▸ **EXERCISE DESCRIPTION**: In the records below, count every line that contains the word "comparing" and report only the total.

▸ **RECORD EXTRACTS**:

════════════════

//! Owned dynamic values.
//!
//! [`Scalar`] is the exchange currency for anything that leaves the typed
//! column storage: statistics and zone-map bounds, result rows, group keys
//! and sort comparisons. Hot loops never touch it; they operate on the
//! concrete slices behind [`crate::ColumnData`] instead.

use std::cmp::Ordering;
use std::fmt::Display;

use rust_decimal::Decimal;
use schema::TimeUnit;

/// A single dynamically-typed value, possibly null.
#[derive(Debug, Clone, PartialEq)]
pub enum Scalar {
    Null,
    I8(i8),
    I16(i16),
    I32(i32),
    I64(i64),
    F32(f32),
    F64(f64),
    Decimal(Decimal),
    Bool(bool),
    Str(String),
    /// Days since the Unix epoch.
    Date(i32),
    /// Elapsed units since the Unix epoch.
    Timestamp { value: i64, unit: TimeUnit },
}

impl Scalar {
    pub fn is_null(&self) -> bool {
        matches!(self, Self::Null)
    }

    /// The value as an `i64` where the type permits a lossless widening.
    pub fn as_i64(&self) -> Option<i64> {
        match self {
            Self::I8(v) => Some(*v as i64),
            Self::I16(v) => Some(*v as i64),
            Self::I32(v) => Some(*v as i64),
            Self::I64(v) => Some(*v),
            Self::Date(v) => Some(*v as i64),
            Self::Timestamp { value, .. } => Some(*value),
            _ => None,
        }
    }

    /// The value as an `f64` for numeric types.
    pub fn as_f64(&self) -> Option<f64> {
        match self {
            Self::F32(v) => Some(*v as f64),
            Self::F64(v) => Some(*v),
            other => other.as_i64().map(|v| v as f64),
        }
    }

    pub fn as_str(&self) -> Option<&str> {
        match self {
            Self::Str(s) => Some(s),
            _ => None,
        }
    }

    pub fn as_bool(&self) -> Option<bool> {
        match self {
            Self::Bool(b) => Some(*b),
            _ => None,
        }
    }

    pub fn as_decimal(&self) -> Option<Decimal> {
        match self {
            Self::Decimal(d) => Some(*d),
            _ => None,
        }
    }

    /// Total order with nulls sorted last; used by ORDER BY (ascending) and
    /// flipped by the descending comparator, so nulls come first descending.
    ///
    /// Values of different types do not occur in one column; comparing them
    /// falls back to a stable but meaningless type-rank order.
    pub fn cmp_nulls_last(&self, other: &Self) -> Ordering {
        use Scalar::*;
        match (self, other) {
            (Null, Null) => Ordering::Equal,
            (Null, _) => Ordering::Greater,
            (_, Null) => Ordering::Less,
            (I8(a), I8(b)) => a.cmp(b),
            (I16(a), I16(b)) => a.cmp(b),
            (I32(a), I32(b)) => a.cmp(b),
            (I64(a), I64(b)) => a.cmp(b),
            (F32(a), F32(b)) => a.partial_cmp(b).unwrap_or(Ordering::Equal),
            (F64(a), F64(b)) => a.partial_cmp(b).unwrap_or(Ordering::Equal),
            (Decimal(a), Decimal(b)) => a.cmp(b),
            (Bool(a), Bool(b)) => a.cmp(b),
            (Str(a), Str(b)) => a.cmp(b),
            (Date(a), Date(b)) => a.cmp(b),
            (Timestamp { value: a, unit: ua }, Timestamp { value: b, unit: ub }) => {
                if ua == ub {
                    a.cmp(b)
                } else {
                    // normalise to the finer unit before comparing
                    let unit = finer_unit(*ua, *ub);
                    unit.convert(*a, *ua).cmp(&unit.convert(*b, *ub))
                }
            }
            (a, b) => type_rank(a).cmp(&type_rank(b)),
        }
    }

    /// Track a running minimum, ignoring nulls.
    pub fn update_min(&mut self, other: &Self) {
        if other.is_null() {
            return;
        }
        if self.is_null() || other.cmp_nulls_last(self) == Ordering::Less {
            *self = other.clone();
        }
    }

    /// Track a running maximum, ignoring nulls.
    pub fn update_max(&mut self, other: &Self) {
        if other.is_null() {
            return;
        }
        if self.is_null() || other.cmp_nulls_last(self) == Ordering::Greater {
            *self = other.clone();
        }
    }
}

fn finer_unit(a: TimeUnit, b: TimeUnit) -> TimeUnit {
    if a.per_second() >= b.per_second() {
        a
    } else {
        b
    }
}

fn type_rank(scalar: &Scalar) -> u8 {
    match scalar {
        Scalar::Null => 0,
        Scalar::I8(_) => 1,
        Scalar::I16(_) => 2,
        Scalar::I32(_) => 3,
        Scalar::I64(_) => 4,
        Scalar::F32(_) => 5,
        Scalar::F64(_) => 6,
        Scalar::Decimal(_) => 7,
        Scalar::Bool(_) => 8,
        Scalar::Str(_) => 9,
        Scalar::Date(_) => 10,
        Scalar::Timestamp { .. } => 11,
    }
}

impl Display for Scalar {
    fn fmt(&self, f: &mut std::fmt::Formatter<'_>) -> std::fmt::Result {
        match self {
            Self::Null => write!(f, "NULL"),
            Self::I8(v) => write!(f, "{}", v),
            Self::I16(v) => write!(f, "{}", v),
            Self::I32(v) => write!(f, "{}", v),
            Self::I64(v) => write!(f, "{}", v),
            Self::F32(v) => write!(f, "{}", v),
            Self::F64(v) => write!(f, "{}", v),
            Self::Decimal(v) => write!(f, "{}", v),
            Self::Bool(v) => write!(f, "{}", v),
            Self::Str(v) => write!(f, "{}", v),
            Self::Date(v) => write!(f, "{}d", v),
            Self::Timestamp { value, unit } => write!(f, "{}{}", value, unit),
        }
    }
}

════════════════

▸ **RESPONSE TO THE TASK**: 2